Both devastating and beautiful, this Henry Lawson poem has featured in the Australian folk song tradition for many years. I admire the brutal honesty of it, and that it’s written from a woman’s perspective.
I have taken the liberty of rearranging a couple of the original verses, and adding a refrain from folklore—a superstitious counting rhyme associated with traditionally prophetic and sinister birds, like the crows in the first verse of the poem.


Past Carin’ 
Words: Henry Lawson
Music: Ruth Hazleton 
Up and down the siding brown the great black crows are flying
And down below the spur I know, another milker's dying
The crops have withered from the ground, the tank's clay bed is glaring
Yet from my heart no tear nor sound for I have grown past caring.
Through death and trouble turn about, through hopeless desolation
Through flood and fever, fire and drought, through slavery and starvation
Through childbirth, sickness, hurt and blight, through loneliness and scaring
From being left alone at night I have grown to be past caring.
Our first child took in days like these - a cruel week in dying
All day upon her father's knees or on my breast a-lying
The tears we shed, the prayers we said were awful, wild, despairing
I've pulled three through and buried two since then, and I am past caring.

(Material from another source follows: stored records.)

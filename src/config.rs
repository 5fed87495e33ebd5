use std::path::PathBuf;

use crate::ocr::{default_workers, DEFAULT_LANGUAGE};
use crate::parser::renderer::RunLength;

/// Settings for one conversion run.
#[derive(Debug, Clone, PartialEq)]
pub struct Config {
    pub input: PathBuf,
    /// Defaults to the input path with an `.srt` extension.
    pub output: Option<PathBuf>,
    pub language: String,
    /// Directory holding `*.traineddata`; the OCR engine's default when unset.
    pub tessdata: Option<PathBuf>,
    pub workers: usize,
    pub run_length: RunLength,
    /// Write every decoded bitmap here as PNG.
    pub dump_png: Option<PathBuf>,
}

impl Config {
    pub fn new<P: Into<PathBuf>>(input: P) -> Config {
        Config {
            input: input.into(),
            output: None,
            language: DEFAULT_LANGUAGE.to_string(),
            tessdata: None,
            workers: default_workers(),
            run_length: RunLength::default(),
            dump_png: None,
        }
    }

    pub fn output_path(&self) -> PathBuf {
        match &self.output {
            Some(p) => p.clone(),
            None => self.input.with_extension("srt"),
        }
    }
}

One for sorrow, two for mirth
Three for a funeral and four for a birth
Five for heaven and six for hell
Seven crows are the devil himself.
My eyes are dry, I cannot cry, I have no heart for breaking
Where it was in days gone by is empty dull and aching
He's drovin' in the great North West; I don't know how he's faring
And I, the girl who loved him best, have grown to be past caring.
Past bothering, past carin', past feeling and despairing,
And now I only wish to be beyond all signs of caring.